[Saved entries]

* * *

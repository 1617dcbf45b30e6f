// (c) 2023 John A. Breaux
// This code is licensed under MIT license (see LICENSE for details)

//! The 16-key hexadecimal [Keypad]

use crate::error::{Error, Result};

/// Number of keys on the keypad
pub const KEY_COUNT: usize = 16;

/// Sixteen key-down flags, `0x0` through `0xF`.
///
/// Mapping host input onto these codes is the host's business.
#[derive(Clone, Copy, Debug, Default, PartialEq, Eq, Hash)]
pub struct Keypad {
    keys: [bool; KEY_COUNT],
}

impl Keypad {
    /// Sets the state of a key, and reports whether it changed.
    /// If the key does not exist, returns [Error::InvalidKey].
    /// # Examples
    /// ```rust
    /// # use chip8vm::*;
    /// let mut keypad = Keypad::default();
    /// // press key `7`
    /// assert!(keypad.set(0x7, true).unwrap());
    /// // it was already pressed, so nothing's changed.
    /// assert!(!keypad.set(0x7, true).unwrap());
    /// assert!(keypad.is_down(0x7));
    /// ```
    pub fn set(&mut self, key: usize, down: bool) -> Result<bool> {
        let keyref = self.keys.get_mut(key).ok_or(Error::InvalidKey { key })?;
        let changed = *keyref != down;
        *keyref = down;
        Ok(changed)
    }

    /// Whether `key` is held. Keys that don't exist are never held.
    pub fn is_down(&self, key: usize) -> bool {
        self.keys.get(key).copied().unwrap_or(false)
    }

    /// Releases every key
    pub fn release_all(&mut self) {
        self.keys = [false; KEY_COUNT];
    }

    /// Iterates over the codes of every held key
    pub fn held(&self) -> impl Iterator<Item = usize> + '_ {
        self.keys
            .iter()
            .enumerate()
            .filter_map(|(key, &down)| down.then_some(key))
    }
}

#[cfg(test)]
mod tests {
    use super::*;

    #[test]
    fn release_reports_change() {
        let mut keypad = Keypad::default();
        keypad.set(0xa, true).unwrap();
        assert!(keypad.set(0xa, false).unwrap());
        assert!(!keypad.set(0xa, false).unwrap());
        assert!(!keypad.is_down(0xa));
    }

    #[test]
    fn invalid_key_changes_nothing() {
        let mut keypad = Keypad::default();
        keypad
            .set(0x10, true)
            .expect_err("This should produce an Error::InvalidKey");
        assert_eq!(keypad, Keypad::default());
        assert!(!keypad.is_down(0x10));
    }

    #[test]
    fn held_and_release_all() {
        let mut keypad = Keypad::default();
        for key in [0x1, 0x5, 0xf] {
            keypad.set(key, true).unwrap();
        }
        assert_eq!(keypad.held().collect::<Vec<_>>(), vec![0x1, 0x5, 0xf]);
        keypad.release_all();
        assert_eq!(keypad.held().count(), 0);
    }
}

* * *

**TASK REQUIREMENTS**: Could you print all of the entries again exactly as they stand?

**YOUR RESPONSE**:
repository 1617dcbf45b30e6f
// (c) 2023 John A. Breaux
// This code is licensed under MIT license (see LICENSE for details)

//! The 16-key hexadecimal [Keypad]

use crate::error::{Error, Result};

/// Number of keys on the keypad
pub const KEY_COUNT: usize = 16;

/// Sixteen key-down flags, `0x0` through `0xF`.
///
/// Mapping host input onto these codes is the host's business.
#[derive(Clone, Copy, Debug, Default, PartialEq, Eq, Hash)]
pub struct Keypad {
    keys: [bool; KEY_COUNT],
}

impl Keypad {
    /// Sets the state of a key, and reports whether it changed.
    /// If the key does not exist, returns [Error::InvalidKey].
    /// # Examples
    /// ```rust
    /// # use chip8vm::*;
    /// let mut keypad = Keypad::default();
    /// // press key `7`
    /// assert!(keypad.set(0x7, true).unwrap());
    /// // it was already pressed, so nothing's changed.
    /// assert!(!keypad.set(0x7, true).unwrap());
    /// assert!(keypad.is_down(0x7));
    /// ```
    pub fn set(&mut self, key: usize, down: bool) -> Result<bool> {
        let keyref = self.keys.get_mut(key).ok_or(Error::InvalidKey { key })?;
        let changed = *keyref != down;
        *keyref = down;
        Ok(changed)
    }

    /// Whether `key` is held. Keys that don't exist are never held.
    pub fn is_down(&self, key: usize) -> bool {
        self.keys.get(key).copied().unwrap_or(false)
    }

    /// Releases every key
    pub fn release_all(&mut self) {
        self.keys = [false; KEY_COUNT];
    }

    /// Iterates over the codes of every held key
    pub fn held(&self) -> impl Iterator<Item = usize> + '_ {
        self.keys
            .iter()
            .enumerate()
            .filter_map(|(key, &down)| down.then_some(key))
    }
}

#[cfg(test)]
mod tests {
    use super::*;

    #[test]
    fn release_reports_change() {
        let mut keypad = Keypad::default();
        keypad.set(0xa, true).unwrap();
        assert!(keypad.set(0xa, false).unwrap());
        assert!(!keypad.set(0xa, false).unwrap());
        assert!(!keypad.is_down(0xa));
    }

    #[test]
    fn invalid_key_changes_nothing() {
        let mut keypad = Keypad::default();
        keypad
            .set(0x10, true)
            .expect_err("This should produce an Error::InvalidKey");
        assert_eq!(keypad, Keypad::default());
        assert!(!keypad.is_down(0x10));
    }

    #[test]
    fn held_and_release_all() {
        let mut keypad = Keypad::default();
        for key in [0x1, 0x5, 0xf] {
            keypad.set(key, true).unwrap();
        }
        assert_eq!(keypad.held().collect::<Vec<_>>(), vec![0x1, 0x5, 0xf]);
        keypad.release_all();
        assert_eq!(keypad.held().count(), 0);
    }
}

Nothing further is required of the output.